Detection of convergent genome-wide signals of adaptation to tropical forests in humans.

Tropical forests are believed to be very harsh environments for human life. It is unclear whether human beings would have ever subsisted in those environments without external resources. It is therefore possible that humans have developed recent biological adaptations in response to specific selective pressures to cope with this challenge. To understand such biological adaptations we analyzed genome-wide SNP data under a Bayesian statistics framework, looking for outlier markers with an overly large extent of differentiation between populations living in a tropical forest, as compared to genetically related populations living outside the forest in Africa and the Americas. The most significant positive selection signals were found in genes related to lipid metabolism, the immune system, body development, and RNA Polymerase III transcription initiation.
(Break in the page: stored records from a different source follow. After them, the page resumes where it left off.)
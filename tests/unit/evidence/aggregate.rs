//! Tests for cross-image evidence aggregation

#[cfg(test)]
mod tests {
    use brandlens::evidence::aggregate::aggregate;
    use brandlens::evidence::model::{
        Casing, Classification, ColorSwatch, ImageExtraction, LayoutSummary, Orientation,
        TypographySample, Weight,
    };
    use std::path::PathBuf;

    fn swatch(hex: &str, prominence: f64) -> ColorSwatch {
        ColorSwatch {
            hex: hex.to_string(),
            name: format!("name-{prominence}"),
            prominence,
            usage_hint: "Detail accent".to_string(),
        }
    }

    fn sample(text: &str) -> TypographySample {
        TypographySample {
            text: text.to_string(),
            casing: Casing::Title,
            weight: Weight::Medium,
            classification: Classification::Headline,
        }
    }

    fn layout(orientation: Orientation, whitespace_ratio: f64) -> LayoutSummary {
        LayoutSummary {
            aspect_ratio: 1.0,
            dominant_orientation: orientation,
            whitespace_ratio,
            focal_regions: Vec::new(),
        }
    }

    fn extraction(name: &str) -> ImageExtraction {
        ImageExtraction {
            source: PathBuf::from(format!("assets/{name}")),
            colors: Vec::new(),
            typography: Vec::new(),
            layout: Some(layout(Orientation::Square, 0.5)),
            detected_copy: Vec::new(),
            notes: Vec::new(),
        }
    }

    // Tests aggregating nothing yields empty collections
    // Verified by returning an error for empty input
    #[test]
    fn test_empty_input() {
        let evidence = aggregate(&[]);
        assert!(evidence.images.is_empty());
        assert!(evidence.palette.is_empty());
        assert!(evidence.typography.is_empty());
        assert!(evidence.layout_patterns.is_empty());
        assert!(evidence.copy_observations.is_empty());
        assert!(evidence.production_notes.is_empty());
    }

    // Tests the higher prominence wins for a shared hex regardless of input order
    // Verified by keeping the first swatch unconditionally
    #[test]
    fn test_palette_max_prominence_commutes() {
        let mut first = extraction("a.png");
        first.colors = vec![swatch("#00A1DE", 0.2)];
        let mut second = extraction("b.png");
        second.colors = vec![swatch("#00a1de", 0.6)];

        for order in [
            vec![first.clone(), second.clone()],
            vec![second.clone(), first.clone()],
        ] {
            let evidence = aggregate(&order);
            assert_eq!(evidence.palette.len(), 1);
            let kept = evidence.palette.first().map(|s| s.prominence);
            assert_eq!(kept, Some(0.6));
        }
    }

    // Tests exact prominence ties keep the earlier image's swatch
    // Verified by replacing on greater-or-equal
    #[test]
    fn test_palette_tie_first_wins() {
        let mut first = extraction("a.png");
        first.colors = vec![ColorSwatch {
            name: "first".to_string(),
            ..swatch("#123456", 0.3)
        }];
        let mut second = extraction("b.png");
        second.colors = vec![ColorSwatch {
            name: "second".to_string(),
            ..swatch("#123456", 0.3)
        }];

        let evidence = aggregate(&[first, second]);
        assert_eq!(
            evidence.palette.first().map(|s| s.name.as_str()),
            Some("first")
        );
    }

    // Tests palette ranking is descending and stable for equal prominence
    // Verified by sorting ascending
    #[test]
    fn test_palette_sorted_stable() {
        let mut first = extraction("a.png");
        first.colors = vec![swatch("#111111", 0.1), swatch("#222222", 0.4)];
        let mut second = extraction("b.png");
        second.colors = vec![swatch("#333333", 0.4), swatch("#444444", 0.7)];

        let evidence = aggregate(&[first, second]);
        let hexes: Vec<&str> = evidence.palette.iter().map(|s| s.hex.as_str()).collect();
        assert_eq!(hexes, vec!["#444444", "#222222", "#333333", "#111111"]);
    }

    // Tests identical typography keys collapse to the first-seen sample
    // Verified by keying typography on text
    #[test]
    fn test_typography_dedup_first_seen() {
        let mut first = extraction("a.png");
        first.typography = vec![sample("Meet the team")];
        let mut second = extraction("b.png");
        second.typography = vec![sample("Join us today")];

        let evidence = aggregate(&[first, second]);
        assert_eq!(evidence.typography.len(), 1);
        assert_eq!(
            evidence.typography.first().map(|s| s.text.as_str()),
            Some("Meet the team")
        );
    }

    // Tests whitespace below 25% adds a note naming the image and threshold
    // Verified by using less-than-or-equal for the threshold
    #[test]
    fn test_low_whitespace_note_threshold() {
        let mut dense = extraction("dense.png");
        dense.layout = Some(layout(Orientation::Landscape, 0.24));
        let mut boundary = extraction("boundary.png");
        boundary.layout = Some(layout(Orientation::Portrait, 0.25));

        let evidence = aggregate(&[dense, boundary]);
        assert_eq!(evidence.production_notes.len(), 1);
        let note = evidence.production_notes.first().cloned().unwrap_or_default();
        assert!(note.contains("dense.png"));
        assert!(note.contains("25%"));
        assert!(!note.contains("boundary.png"));
    }

    // Tests layout patterns, copy and notes concatenate in image order
    // Verified by deduplicating layout patterns
    #[test]
    fn test_concatenation_preserves_order() {
        let mut first = extraction("a.png");
        first.layout = Some(layout(Orientation::Portrait, 0.6));
        first.detected_copy = vec!["Hello".to_string()];
        first.notes = vec!["note a".to_string()];
        let mut second = extraction("b.png");
        second.layout = Some(layout(Orientation::Portrait, 0.6));
        second.detected_copy = vec!["World".to_string()];
        second.notes = vec!["note b".to_string()];
        let mut third = extraction("c.png");
        third.layout = None;

        let evidence = aggregate(&[first, second, third]);
        assert_eq!(
            evidence.layout_patterns,
            vec![Orientation::Portrait, Orientation::Portrait]
        );
        assert_eq!(evidence.copy_observations, vec!["Hello", "World"]);
        assert_eq!(evidence.production_notes, vec!["note a", "note b"]);
        assert_eq!(evidence.images.len(), 3);
    }

    // Tests repeated aggregation of the same input is identical
    // Verified by iterating a HashMap when emitting the palette
    #[test]
    fn test_idempotent() {
        let mut first = extraction("a.png");
        first.colors = vec![swatch("#AA0000", 0.5), swatch("#00AA00", 0.5)];
        first.typography = vec![sample("Alpha beta")];
        let mut second = extraction("b.png");
        second.colors = vec![swatch("#0000AA", 0.5), swatch("#AA0000", 0.2)];
        second.layout = Some(layout(Orientation::Landscape, 0.1));

        let input = vec![first, second];
        assert_eq!(aggregate(&input), aggregate(&input));
    }
}
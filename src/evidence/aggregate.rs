//! Cross-image evidence aggregation
//!
//! Merge policy per field:
//! - palette: keyed by uppercase hex, highest prominence wins, earlier image wins
//!   exact ties; ranked by prominence with a stable sort
//! - typography: keyed by (classification, weight, casing), first occurrence wins
//! - layout patterns, copy, notes: concatenated in image order
//!
//! The image order supplied by the caller is significant and must be deterministic.

use crate::evidence::model::{AggregatedEvidence, ColorSwatch, ImageExtraction, TypographySample};
use crate::io::configuration::LOW_WHITESPACE_RATIO;
use std::collections::{HashMap, HashSet};

/// Merge per-image extractions into a single evidence bundle
pub fn aggregate(extractions: &[ImageExtraction]) -> AggregatedEvidence {
    let mut palette: Vec<ColorSwatch> = Vec::new();
    let mut palette_index: HashMap<String, usize> = HashMap::new();
    let mut typography: Vec<TypographySample> = Vec::new();
    let mut typography_seen = HashSet::new();
    let mut layout_patterns = Vec::new();
    let mut copy_observations = Vec::new();
    let mut production_notes = Vec::new();

    for extraction in extractions {
        for color in &extraction.colors {
            let key = color.key();
            match palette_index.get(&key).and_then(|&i| palette.get_mut(i)) {
                Some(existing) if existing.prominence >= color.prominence => {}
                Some(existing) => *existing = color.clone(),
                None => {
                    palette_index.insert(key, palette.len());
                    palette.push(color.clone());
                }
            }
        }

        for sample in &extraction.typography {
            if typography_seen.insert(sample.key()) {
                typography.push(sample.clone());
            }
        }

        if let Some(layout) = &extraction.layout {
            layout_patterns.push(layout.dominant_orientation);
            if layout.whitespace_ratio < LOW_WHITESPACE_RATIO {
                production_notes.push(low_whitespace_note(extraction));
            }
        }

        copy_observations.extend(extraction.detected_copy.iter().cloned());
        production_notes.extend(extraction.notes.iter().cloned());
    }

    palette.sort_by(|a, b| b.prominence.total_cmp(&a.prominence));

    AggregatedEvidence {
        images: extractions.to_vec(),
        palette,
        typography,
        layout_patterns,
        copy_observations,
        production_notes,
    }
}

fn low_whitespace_note(extraction: &ImageExtraction) -> String {
    format!(
        "Consider reviewing dense composition in {}; whitespace under {:.0}%.",
        extraction.display_name(),
        LOW_WHITESPACE_RATIO * 100.0
    )
}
The results are discussed in the light of putative tropical forest selective pressures, namely food scarcity, high prevalence of pathogens, difficulty to move, and inefficient thermoregulation. Agreement between our results and previous studies on the pygmy phenotype, a putative prototype of forest adaptation, were found, suggesting that a few genetic regions previously described as associated with short stature may be evolving under similar positive selection in Africa and the Americas. In general, convergent evolution was less pervasive than local adaptation in one single continent, suggesting that Africans and Amerindians may have followed different routes to adapt to similar environmental selective pressures.